The events that happened to your father don't belong to anyone. They just are. Different people will have different knowledge (or beliefs) about various portions of the events, but they are just different versions of something that happened.

Yes, the author who published the story can copyright the book. But she is copyrighting her rendition of the story, not the events. Your father has the right to tell the same story in his own words. As do you. As does anyone.

Any legal issues are not about copyright

Copyright is not important here. Nor is it really a problem that this author took a real life story and turned it into a book. But using your father's name without his permission is a concern. Since it's a children's book (and you didn't mention this as an issue), I presume that she did not say anything negative about him or violate his privacy or anything like that.

At the very least, it's obnoxious to write a story about someone without his knowledge.
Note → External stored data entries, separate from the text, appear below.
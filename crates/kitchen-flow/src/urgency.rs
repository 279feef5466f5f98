//! # Urgency Classifier
//!
//! Urgency depends on "now", so it is never stored on the order. Readers call
//! [`UrgencyPolicy::classify`] at read time; the [`UrgencyTicker`] recomputes a
//! collection-wide [`UrgencyReport`] on a fixed tick so boards can refresh.
//!
//! - Kitchen: still in the kitchen and either `URGENTE` or older than `kitchen_after`.
//! - Delivery: delivery tracking live (not ENTREGADO/CANCELADO) and older than
//!   `delivery_after`.
//!
//! Canceled orders are never urgent.

use crate::clock::Clock;
use crate::model::{KitchenStatus, Order, OrderId, Priority};
use crate::store::{OrderFilter, OrderStore};
use chrono::{DateTime, Duration, Utc};
use serde::Serialize;
use std::collections::HashSet;
use std::sync::Arc;
use tokio::sync::watch;
use tokio::time::MissedTickBehavior;
use tokio_util::sync::CancellationToken;
use tracing::{debug, info};

#[derive(Debug, Clone, Copy, PartialEq, Eq)]
pub struct UrgencyPolicy {
    pub kitchen_after: Duration,
    pub delivery_after: Duration,
}

impl Default for UrgencyPolicy {
    fn default() -> Self {
        Self {
            kitchen_after: Duration::minutes(15),
            delivery_after: Duration::minutes(20),
        }
    }
}

#[derive(Debug, Clone, Copy, Default, PartialEq, Eq, Serialize)]
pub struct Urgency {
    pub kitchen: bool,
    pub delivery: bool,
}

impl Urgency {
    pub fn any(&self) -> bool {
        self.kitchen || self.delivery
    }
}

impl UrgencyPolicy {
    pub fn from_minutes(kitchen: i64, delivery: i64) -> Self {
        Self {
            kitchen_after: Duration::minutes(kitchen),
            delivery_after: Duration::minutes(delivery),
        }
    }

    /// `URGENTE` priority only counts while the order is still live in the kitchen.
    /// Handed-off and canceled orders are never kitchen-urgent.
    pub fn kitchen_urgent(&self, order: &Order, now: DateTime<Utc>) -> bool {
        if order.is_canceled() || order.kitchen_status == KitchenStatus::Entregada {
            return false;
        }
        order.priority == Priority::Urgente || now - order.created_at > self.kitchen_after
    }

    pub fn delivery_urgent(&self, order: &Order, now: DateTime<Utc>) -> bool {
        if order.is_canceled() {
            return false;
        }
        match order.delivery_status {
            Some(status) if !status.is_terminal() => now - order.created_at > self.delivery_after,
            _ => false,
        }
    }

    pub fn classify(&self, order: &Order, now: DateTime<Utc>) -> Urgency {
        Urgency {
            kitchen: self.kitchen_urgent(order, now),
            delivery: self.delivery_urgent(order, now),
        }
    }

    pub fn report(&self, orders: &[Order], now: DateTime<Utc>) -> UrgencyReport {
        let mut report = UrgencyReport {
            computed_at: Some(now),
            ..UrgencyReport::default()
        };
        for order in orders {
            let urgency = self.classify(order, now);
            if urgency.kitchen {
                report.kitchen.push(order.id);
            }
            if urgency.delivery {
                report.delivery.push(order.id);
            }
        }
        report
    }
}

/// Urgent order ids at one instant.
#[derive(Debug, Clone, Default, PartialEq, Serialize)]
#[serde(rename_all = "camelCase")]
pub struct UrgencyReport {
    /// `None` until the first tick.
    pub computed_at: Option<DateTime<Utc>>,
    pub kitchen: Vec<OrderId>,
    pub delivery: Vec<OrderId>,
}

/// Periodic recomputation of the [`UrgencyReport`], published on a `watch` channel.
pub struct UrgencyTicker {
    store: OrderStore,
    policy: UrgencyPolicy,
    clock: Arc<dyn Clock>,
    interval: std::time::Duration,
    shutdown: CancellationToken,
    report: watch::Sender<UrgencyReport>,
}

impl UrgencyTicker {
    pub fn new(
        store: OrderStore,
        policy: UrgencyPolicy,
        clock: Arc<dyn Clock>,
        interval: std::time::Duration,
        shutdown: CancellationToken,
    ) -> (Self, watch::Receiver<UrgencyReport>) {
        let (report, report_rx) = watch::channel(UrgencyReport::default());
        let ticker = Self {
            store,
            policy,
            clock,
            interval,
            shutdown,
            report,
        };
        (ticker, report_rx)
    }

    /// Computes and publishes one report, logging orders that just became urgent.
    pub fn tick(&self) -> UrgencyReport {
        let orders = self.store.list(&OrderFilter {
            include_canceled: false,
            ..OrderFilter::default()
        });
        let next = self.policy.report(&orders, self.clock.now());

        let previous = self.report.borrow().clone();
        let was_kitchen: HashSet<OrderId> = previous.kitchen.into_iter().collect();
        let was_delivery: HashSet<OrderId> = previous.delivery.into_iter().collect();
        for id in next.kitchen.iter().filter(|id| !was_kitchen.contains(id)) {
            info!(order_id = %id, "Order became urgent in the kitchen");
        }
        for id in next.delivery.iter().filter(|id| !was_delivery.contains(id)) {
            info!(order_id = %id, "Order became urgent in delivery");
        }

        self.report.send_replace(next.clone());
        next
    }

    pub async fn run(self) {
        info!(interval_secs = self.interval.as_secs(), "Urgency ticker started");
        let mut ticker = tokio::time::interval(self.interval);
        ticker.set_missed_tick_behavior(MissedTickBehavior::Skip);

        loop {
            tokio::select! {
                _ = self.shutdown.cancelled() => {
                    info!("Urgency ticker received shutdown signal");
                    return;
                }
                _ = ticker.tick() => {
                    let report = self.tick();
                    debug!(kitchen = report.kitchen.len(), delivery = report.delivery.len(), "Urgency recomputed");
                }
            }
        }
    }
}

#[cfg(test)]
mod tests {
    use super::*;
    use crate::model::{DeliveryStatus, ItemDraft, OrderDraft, OrderType};

    fn order(order_type: OrderType, created_at: DateTime<Utc>) -> Order {
        let mut draft = OrderDraft::new(order_type, vec![ItemDraft::new("Causa", 1, None)]);
        match order_type {
            OrderType::Mesa => draft.table_number = Some(1),
            OrderType::Delivery => {
                draft.delivery = Some(crate::model::DeliveryDraft {
                    address: "Calle Lima 12".into(),
                    reference: None,
                    phone: None,
                })
            }
            OrderType::ParaLlevar => {}
        }
        Order::from_draft(OrderId(1), draft, created_at).unwrap()
    }

    #[test]
    fn test_kitchen_urgency_after_fifteen_minutes() {
        let policy = UrgencyPolicy::default();
        let t = Utc::now();
        let mut o = order(OrderType::Mesa, t);
        o.kitchen_status = KitchenStatus::Preparando;

        assert!(policy.kitchen_urgent(&o, t + Duration::minutes(16)));
        assert!(!policy.kitchen_urgent(&o, t + Duration::minutes(14)));
    }

    #[test]
    fn test_urgente_priority_is_urgent_immediately() {
        let policy = UrgencyPolicy::default();
        let t = Utc::now();
        let mut o = order(OrderType::ParaLlevar, t);
        o.priority = Priority::Urgente;
        assert!(policy.kitchen_urgent(&o, t));

        o.kitchen_status = KitchenStatus::Entregada;
        assert!(!policy.kitchen_urgent(&o, t));
    }

    #[test]
    fn test_delivery_urgency_needs_live_tracking() {
        let policy = UrgencyPolicy::default();
        let t = Utc::now();
        let late = t + Duration::minutes(25);
        let mut o = order(OrderType::Delivery, t);

        assert!(!policy.delivery_urgent(&o, late));
        o.delivery_status = Some(DeliveryStatus::EnRuta);
        assert!(policy.delivery_urgent(&o, late));
        assert!(!policy.delivery_urgent(&o, t + Duration::minutes(19)));
        o.delivery_status = Some(DeliveryStatus::Entregado);
        assert!(!policy.delivery_urgent(&o, late));
    }

    #[test]
    fn test_canceled_orders_are_never_urgent() {
        let policy = UrgencyPolicy::default();
        let t = Utc::now();
        let mut o = order(OrderType::Delivery, t);
        o.priority = Priority::Urgente;
        o.delivery_status = Some(DeliveryStatus::PendienteAsignar);
        o.canceled_at = Some(t);
        assert!(!policy.classify(&o, t + Duration::hours(2)).any());
    }

    #[test]
    fn test_report_collects_ids() {
        let policy = UrgencyPolicy::from_minutes(5, 10);
        let t = Utc::now();
        let fresh = order(OrderType::ParaLlevar, t);
        let mut old = order(OrderType::Delivery, t - Duration::minutes(30));
        old.id = OrderId(2);
        old.delivery_status = Some(DeliveryStatus::PendienteAsignar);

        let report = policy.report(&[fresh, old], t);
        assert_eq!(report.kitchen, vec![OrderId(2)]);
        assert_eq!(report.delivery, vec![OrderId(2)]);
        assert_eq!(report.computed_at, Some(t));
    }
}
Let alone his permission. Or that of his estate, if he is no longer living. Is it illegal? Probably not. After all, newspapers don't need permission to write about someone, why should children's books authors?

Ethically, she should have spoken to your family before moving ahead. And the publisher should have contacted you as well. It's strange that they didn't (unless she self-published). But, again, probably not illegal, as long as she didn't say anything untrue.

Ask a lawyer

To find out your rights, you need to contact a lawyer who works in your jurisdiction. This means in the country this happened in, or in the US state if it happened in the US. Even if I were a lawyer myself (I'm not) who knows publishing law backwards and forward, the law where I live could be completely different from the law where you live. So get a local expert. In the US, it should cost no more than a couple hundred dollars for a serious consultation (a quick consultation may even be free).